My bloggy friend Merbear, you can visit her over at Knocked over by a Feather, has written many little quips about sex and other related ‘no-no’s’ under the category of ‘Taboo Topics’ and apparently she received some flack for her latest taboo, oral sex. I think it’s crazy. She is  always most usually tactful and puts a fun humorous spin on it to relieve the heavy of speaking about naughty bits and the things people do with them .

Personally I think that if we were to be honest, perfectly honest, and if we were to share the thoughts that swirl around in our heads, most of us would shock those around us. How can people get in a tither over some-one mentioning things that they have most likely done plenty of times before, or even worsefantasized about.
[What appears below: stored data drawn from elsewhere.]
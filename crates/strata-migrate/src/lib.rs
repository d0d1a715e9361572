//! Schema-migration engine core.
//!
//! `strata-migrate` decides what needs to run and keeps concurrent runs
//! safe; executing statements against a live database is the embedding
//! executor's job. The engine consists of:
//!
//! - **Resolution** - pluggable sources ([`resolver::SqlMigrationSource`],
//!   [`resolver::CodeMigrationSource`], custom ones) merged into a single
//!   ordered, conflict-checked [`resolver::MigrationCatalog`]
//! - **Naming and versioning** - `V1.2__create_users.sql`-style name
//!   parsing and dot-segment numeric version ordering
//! - **Checksums** - line-ending independent content fingerprints for
//!   drift detection, with pre-substitution equivalents for repeatables
//! - **History** - the schema-history row model and the predicates
//!   validators build on
//! - **Locking** - cross-process mutual exclusion over schema mutation via
//!   the dialect's lock primitive, with retry, reentrancy and cancellation
//!
//! # Example
//!
//! ```rust,ignore
//! use std::sync::Arc;
//!
//! use strata_core::dialect::{ConnectionInfo, DialectRegistry};
//! use strata_migrate::prelude::*;
//!
//! let config = MigrateConfig::default();
//! let rules = DialectRegistry::standard()
//!     .detect(&ConnectionInfo::from_url("postgres://localhost/app"));
//!
//! let catalog = MigrationResolver::new()
//!     .add_source(Box::new(SqlMigrationSource::new("migrations", config.clone())))
//!     .resolve()?;
//!
//! let pool = sqlx::PgPool::connect("postgres://localhost/app").await?;
//! let coordinator = LockCoordinator::new(Arc::new(pool), &rules, &config);
//! coordinator
//!     .with_lock(&CancelToken::new(), async {
//!         // apply pending migrations from `catalog` here
//!         Ok(())
//!     })
//!     .await?;
//! ```

pub mod callback;
pub mod checksum;
pub mod config;
pub mod error;
pub mod history;
pub mod lock;
pub mod migration;
pub mod name;
pub mod placeholder;
pub mod resolver;
pub mod session;
pub mod version;

/// Prelude for convenient imports.
pub mod prelude {
    pub use crate::callback::CallbackEvent;
    pub use crate::config::MigrateConfig;
    pub use crate::error::{MigrateError, Result};
    pub use crate::history::AppliedMigration;
    pub use crate::lock::{CancelToken, Clock, LockCoordinator, SystemClock};
    pub use crate::migration::{ExecutorKind, MigrationType, ResolvedMigration};
    pub use crate::name::{NameKind, ResourceName, ResourceNameParser};
    pub use crate::placeholder::PlaceholderReplacer;
    pub use crate::resolver::{
        CodeMigrationSource, FixedMigrationSource, MigrationCatalog, MigrationResolver,
        MigrationSource, ProgrammaticMigration, SqlMigrationSource,
    };
    pub use crate::session::Session;
    pub use crate::version::MigrationVersion;
}
//! Filesystem script migration source.

use std::fs;
use std::path::{Path, PathBuf};

use strata_core::dialect::DialectRules;
use strata_core::splitter::{SqlStatement, StatementTokenizer};
use tracing::{debug, warn};

use crate::checksum;
use crate::config::MigrateConfig;
use crate::error::{MigrateError, Result};
use crate::migration::{ExecutorKind, MigrationType, ResolvedMigration};
use crate::name::{NameKind, ResourceName, ResourceNameParser};
use crate::placeholder::PlaceholderReplacer;
use crate::version::MigrationVersion;

use super::MigrationSource;

/// Discovers script migrations under a directory, recursively.
///
/// Scripts are read as UTF-8; checksums are computed over the
/// placeholder-substituted content, with the pre-substitution equivalent
/// kept for repeatables. Callback scripts are recognized and excluded from
/// the catalog.
pub struct SqlMigrationSource {
    name: String,
    location: PathBuf,
    config: MigrateConfig,
}

impl SqlMigrationSource {
    /// Creates a source scanning `location`.
    #[must_use]
    pub fn new(location: impl Into<PathBuf>, config: MigrateConfig) -> Self {
        let location = location.into();
        Self {
            name: format!("sql:{}", location.display()),
            location,
            config,
        }
    }

    fn resolve_file(
        &self,
        replacer: &PlaceholderReplacer,
        path: &Path,
        name: &ResourceName,
    ) -> Result<Option<ResolvedMigration>> {
        if !name.is_valid() {
            let message = name
                .validity_message()
                .unwrap_or("name violates the naming convention")
                .to_string();
            if self.config.ignore_invalid_names {
                warn!(path = %path.display(), message, "Skipping invalidly named resource");
                return Ok(None);
            }
            return Err(MigrateError::InvalidName {
                path: path.to_path_buf(),
                message,
            });
        }
        let Some(kind) = name.kind() else {
            return Ok(None);
        };
        if let NameKind::Callback(event) = kind {
            debug!(path = %path.display(), event = event.name(), "Callback script excluded from catalog");
            return Ok(None);
        }

        let raw = fs::read_to_string(path)?;
        let substituted = if self.config.placeholder_replacement {
            replacer.replace(&raw)
        } else {
            raw.clone()
        };

        let version = name
            .version()
            .map(MigrationVersion::parse)
            .transpose()?;
        let migration_type = match kind {
            NameKind::Baseline => MigrationType::SqlBaseline,
            NameKind::Undo => MigrationType::SqlUndo,
            NameKind::Versioned | NameKind::Repeatable | NameKind::Callback(_) => {
                MigrationType::Sql
            }
        };
        let equivalent_checksum = matches!(kind, NameKind::Repeatable)
            .then(|| checksum::checksum(&raw));

        Ok(Some(ResolvedMigration {
            version,
            description: name.description().to_string(),
            script: name.file_name(),
            checksum: Some(checksum::checksum(&substituted)),
            equivalent_checksum,
            migration_type,
            physical_location: path.display().to_string(),
            executor: ExecutorKind::SqlScript,
        }))
    }
}

impl MigrationSource for SqlMigrationSource {
    fn name(&self) -> &str {
        &self.name
    }

    fn resolve(&self) -> Result<Vec<ResolvedMigration>> {
        let parser = ResourceNameParser::new(&self.config);
        let replacer = PlaceholderReplacer::new(&self.config);

        let mut paths = Vec::new();
        collect_scripts(
            &self.location,
            &self.config.sql_migration_suffixes,
            &mut paths,
        )?;
        paths.sort();

        let mut migrations = Vec::new();
        for path in &paths {
            let Some(file_name) = path.file_name().and_then(|n| n.to_str()) else {
                continue;
            };
            let name = parser.parse(file_name);
            if let Some(migration) = self.resolve_file(&replacer, path, &name)? {
                migrations.push(migration);
            }
        }
        Ok(migrations)
    }
}

fn collect_scripts(dir: &Path, suffixes: &[String], out: &mut Vec<PathBuf>) -> Result<()> {
    for entry in fs::read_dir(dir)? {
        let entry = entry?;
        let path = entry.path();
        if entry.file_type()?.is_dir() {
            collect_scripts(&path, suffixes, out)?;
        } else if path
            .file_name()
            .and_then(|n| n.to_str())
            .is_some_and(|n| has_suffix(n, suffixes))
        {
            out.push(path);
        } else {
            debug!(path = %path.display(), "Ignoring non-script file");
        }
    }
    Ok(())
}

fn has_suffix(file_name: &str, suffixes: &[String]) -> bool {
    suffixes.iter().any(|suffix| {
        file_name
            .len()
            .checked_sub(suffix.len())
            .and_then(|start| file_name.get(start..))
            .is_some_and(|tail| tail.eq_ignore_ascii_case(suffix))
    })
}

/// Reads a resolved SQL migration and splits it into executable statements,
/// with placeholders substituted the same way the checksum saw them.
///
/// # Errors
///
/// Fails on IO errors and on malformed scripts; splitter errors are wrapped
/// with the script identifier.
pub fn load_statements(
    migration: &ResolvedMigration,
    rules: &DialectRules,
    config: &MigrateConfig,
) -> Result<Vec<SqlStatement>> {
    let raw = fs::read_to_string(Path::new(&migration.physical_location))?;
    let content = if config.placeholder_replacement {
        PlaceholderReplacer::new(config).replace(&raw)
    } else {
        raw
    };
    StatementTokenizer::new(&content, rules)
        .collect::<core::result::Result<Vec<_>, _>>()
        .map_err(|source| MigrateError::Parse {
            script: migration.script.clone(),
            source,
        })
}
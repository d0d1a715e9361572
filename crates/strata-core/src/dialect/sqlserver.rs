//! SQL Server dialect rules.

use super::{Delimiter, DialectRules, LockStrategy, RulesSpec};

const HISTORY_TABLE_DDL: &str = "\
IF OBJECT_ID(N'{table}', N'U') IS NULL CREATE TABLE {table} (
    installed_rank INT NOT NULL PRIMARY KEY,
    version NVARCHAR(50),
    description NVARCHAR(200) NOT NULL,
    type NVARCHAR(20) NOT NULL,
    script NVARCHAR(1000) NOT NULL,
    checksum NVARCHAR(64),
    installed_by NVARCHAR(100) NOT NULL,
    installed_on DATETIME2 NOT NULL DEFAULT GETDATE(),
    execution_time INT NOT NULL,
    success BIT NOT NULL
)";

/// Returns the SQL Server capability set.
///
/// Batches are separated by `GO` on its own line, which takes precedence
/// over any block structure a batch contains. Locking goes through the
/// application-lock RPC scoped to the session.
#[must_use]
pub fn rules() -> DialectRules {
    RulesSpec {
        name: "SQL Server",
        default_delimiter: Delimiter::alone_on_line("GO"),
        identifier_quotes: &['"'],
        bracket_identifiers: true,
        string_quotes: &['\''],
        backslash_escapes: false,
        dollar_quoting: false,
        line_comment_markers: &["--"],
        nested_block_comments: true,
        delimiter_directive: false,
        block_open_keywords: &["BEGIN", "CASE"],
        block_patterns: &[r"^CREATE (OR ALTER )?(PROC|PROCEDURE|FUNCTION|TRIGGER)\b"],
        non_transactional_patterns: &[
            r"^CREATE DATABASE\b",
            r"^DROP DATABASE\b",
            r"^ALTER DATABASE\b",
            r"^BACKUP\b",
            r"^RESTORE\b",
        ],
        lock: LockStrategy::NamedLock {
            acquire_sql: "DECLARE @result INT; \
                          EXEC @result = sp_getapplock @Resource = '{key}', @LockMode = 'Exclusive', @LockOwner = 'Session', @LockTimeout = 0; \
                          SELECT CASE WHEN @result >= 0 THEN 1 ELSE 0 END",
            release_sql: "DECLARE @result INT; \
                          EXEC @result = sp_releaseapplock @Resource = '{key}', @LockOwner = 'Session'; \
                          SELECT CASE WHEN @result >= 0 THEN 1 ELSE 0 END",
        },
        history_table_ddl: HISTORY_TABLE_DDL,
    }
    .into()
}
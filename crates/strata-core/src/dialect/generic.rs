//! Fallback dialect rules for unrecognized databases.

use super::{Delimiter, DialectRules, LockStrategy, RulesSpec};

const HISTORY_TABLE_DDL: &str = "\
CREATE TABLE IF NOT EXISTS {table} (
    installed_rank INT NOT NULL PRIMARY KEY,
    version VARCHAR(50),
    description VARCHAR(200) NOT NULL,
    type VARCHAR(20) NOT NULL,
    script VARCHAR(1000) NOT NULL,
    checksum VARCHAR(64),
    installed_by VARCHAR(100) NOT NULL,
    installed_on TIMESTAMP NOT NULL,
    execution_time INT NOT NULL,
    success BOOLEAN NOT NULL
)";

/// Reserved rank of the sentinel lock row; real migrations always get
/// positive ranks, so the row can never collide with history.
pub const SENTINEL_RANK: i32 = -100;

/// Returns the ANSI-flavored fallback capability set.
///
/// Used when connection metadata matches no registered dialect. Without a
/// native lock primitive the dialect falls back to the emulated sentinel-row
/// lock inside the schema-history table.
#[must_use]
pub fn rules() -> DialectRules {
    RulesSpec {
        name: "Generic",
        default_delimiter: Delimiter::new(";"),
        identifier_quotes: &['"'],
        bracket_identifiers: false,
        string_quotes: &['\''],
        backslash_escapes: false,
        dollar_quoting: false,
        line_comment_markers: &["--"],
        nested_block_comments: false,
        delimiter_directive: false,
        block_open_keywords: &["BEGIN", "CASE", "IF", "LOOP"],
        block_patterns: &[
            r"^CREATE (OR REPLACE )?(PROCEDURE|FUNCTION|TRIGGER)\b",
            r"^BEGIN\b",
            r"^DECLARE\b",
        ],
        non_transactional_patterns: &[],
        lock: LockStrategy::SentinelRow {
            delete_stale_sql: "DELETE FROM {table} \
                               WHERE installed_rank = -100 AND installed_on < '{stale_before}'",
            insert_sql: "INSERT INTO {table} \
                         (installed_rank, version, description, type, script, checksum, installed_by, installed_on, execution_time, success) \
                         SELECT -100, NULL, '{key}', 'LOCK', '', NULL, '{owner}', '{now}', 0, TRUE \
                         WHERE NOT EXISTS (SELECT 1 FROM {table} WHERE installed_rank = -100)",
            refresh_sql: "UPDATE {table} SET installed_on = '{now}' \
                          WHERE installed_rank = -100 AND installed_by = '{owner}'",
            delete_sql: "DELETE FROM {table} \
                         WHERE installed_rank = -100 AND installed_by = '{owner}'",
        },
        history_table_ddl: HISTORY_TABLE_DDL,
    }
    .into()
}
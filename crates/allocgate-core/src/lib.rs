//! # allocgate-core
//!
//! Global dynamic-memory routing layer.
//!
//! Every allocation and deallocation request entering this crate is funneled
//! through a single router ([`router::allocate_routed`] /
//! [`router::deallocate_routed`]) that picks one of several pluggable
//! allocation strategies, keeps per-pointer bookkeeping so the matching free
//! is always serviced by the allocator that produced the pointer, and applies
//! a deterministic out-of-memory policy.
//!
//! ## Design
//!
//! - **Strategies** are opaque behind [`strategy::AllocatorRef`]: a two
//!   operation contract (allocate bytes with alignment, deallocate bytes with
//!   size and alignment). The router never names a concrete strategy.
//!
//! - **Recursion safety**: per-thread reentry flags classify every call as
//!   primary or nested. Nested calls never touch the strategy layer; they use
//!   the emergency libc fallback so allocator internals can allocate without
//!   recursing into the router.
//!
//! - **Bookkeeping**: a mutex-guarded singly linked list of allocation
//!   records, with nodes carved directly out of `libc::malloc` so the
//!   registry never allocates through the layer it serves.
//!
//! - **Usable before init**: allocations issued before [`system::init`] are
//!   serviced by the fallback path (with a one-time warning) or rejected as a
//!   contract violation, depending on [`config`].
//!
//! No `unsafe` code is permitted at the crate level; the modules that must
//! touch raw storage opt in explicitly.

#![deny(unsafe_code)]

pub mod align;
pub mod config;
pub mod diag;
pub mod entry;
pub mod error;
#[allow(unsafe_code)]
pub mod fallback;
#[allow(unsafe_code)]
#[cfg(feature = "global-route")]
pub mod global;
pub mod oom;
pub mod reentry;
#[allow(unsafe_code)]
pub mod registry;
pub mod router;
pub mod stats;
#[allow(unsafe_code)]
pub mod strategy;
pub mod system;

pub use align::{align_up, is_power_of_two, normalize_alignment, MIN_ALIGNMENT};
pub use config::RouterConfig;
pub use error::SystemError;
pub use router::{allocate_routed, deallocate_routed, should_use_small};
pub use stats::StatsSnapshot;
pub use strategy::{AllocStrategy, AllocatorRef};
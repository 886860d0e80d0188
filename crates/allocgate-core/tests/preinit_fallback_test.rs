//! Pre-init behavior with the libc fallback enabled (the default): an
//! allocation issued before `init` succeeds through the fallback path, emits
//! the one-time warning, and remains freeable after the system comes up.
//!
//! Ordering matters here, so this binary holds a single test.

use allocgate_core::diag::{self, WarnKind};
use allocgate_core::{entry, registry, stats, system};

#[test]
fn preinit_allocation_falls_back_then_system_takes_over() {
    assert!(!system::is_initialized());

    let early_a = entry::try_allocate_aligned(64, 32).expect("pre-init allocation");
    let early_b = entry::try_allocate(16).expect("pre-init allocation");
    assert_eq!(early_a.as_ptr() as usize % 32, 0);

    // Both allocations were serviced by the fallback and tracked.
    assert!(registry::is_tracked(early_a.as_ptr() as usize));
    assert!(registry::is_tracked(early_b.as_ptr() as usize));
    let snapshot = stats::snapshot();
    assert_eq!(snapshot.fallback_allocations, 2);

    // Exactly one warning for any number of pre-init allocations.
    assert_eq!(diag::warn_count(WarnKind::FallbackBeforeInit), 1);

    system::init().expect("init");

    // Routed allocations now bypass the fallback.
    let routed = entry::try_allocate(64).expect("routed allocation");
    assert_eq!(stats::snapshot().fallback_allocations, 2);
    entry::release(routed.as_ptr());

    // Fallback allocations made before init free correctly afterwards.
    entry::release_aligned(early_a.as_ptr(), 32);
    entry::release(early_b.as_ptr());
    assert!(!registry::is_tracked(early_a.as_ptr() as usize));
    assert_eq!(diag::warn_count(WarnKind::UntrackedFree), 0);

    // With every routed record drained, shutdown succeeds and pre-init
    // contract checks apply again.
    system::shutdown().expect("shutdown");
    assert!(!system::is_initialized());
}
It seems that people (primarily North American, White Anglo Saxon/European descendants, who are of course generally the Christian middle class) have a bee in their bonnet when it comes to being honest about sex. Most of these same prudish individuals do partake in actual sexual behaviour. They must – they are married with children.

I look at other cultures where expressing yourself sexually is normal and acceptable, and wonder what’s wrong with us. India has the Kama Sutra – basically considered the ‘bible’ of sexual expression and position. Or Japan which has sex museums and the Kanamara Matsuri: The Penis Festival (literally Festival of the Steel Phallus) with penis shaped carvings, popsicles, key chains, pipes, candles, you name it, all for sale during the festival; they even have parades in honour of the manly phallus.

So why are we so uptight? Maybe we could should all go back to sleeping in separate beds fully clothed and meet each Wednesday evening for a quick romp, unless of course we have a headache, just to keep the marriage valid. I kid, yet in all honesty I have a hard time with expressing myself sexually and I don’t get why. I never used to. Now I make the entire room feel awkward if a make-out scene happens in a PG13 rated movie. What happened to the free spirit I once was? That seems so long ago now it feels like her life is built on some-one else’s memories.

OK I am going to get personal here; something I have a hard time with. Most of my readers know as I have previously shared about my trust issues that I do not like to share the deep intimate stuff, so I am going out on a limb and taking a chance. I have a gentleman friend that I have known for a long time. He and I connect ever now and then but mostly we text, and occasionally sext. He is one of the most forward and up front people I have ever met. If he’s thinking it he tells me. He makes me blush – often. I on the other hand am just a wee bit more reserved and pensive when it comes to sharing my dirty little secrets and private thoughts (you can read the word private in more than one context there). Anyways I am learning to take it in stride and actually find it kind of refreshing. There are no games, no guessing just honesty – frank, up front, honesty. (I must admit there have been a few moments where I nearly sprayed coffee out my nose as I have read a message coming in, but…)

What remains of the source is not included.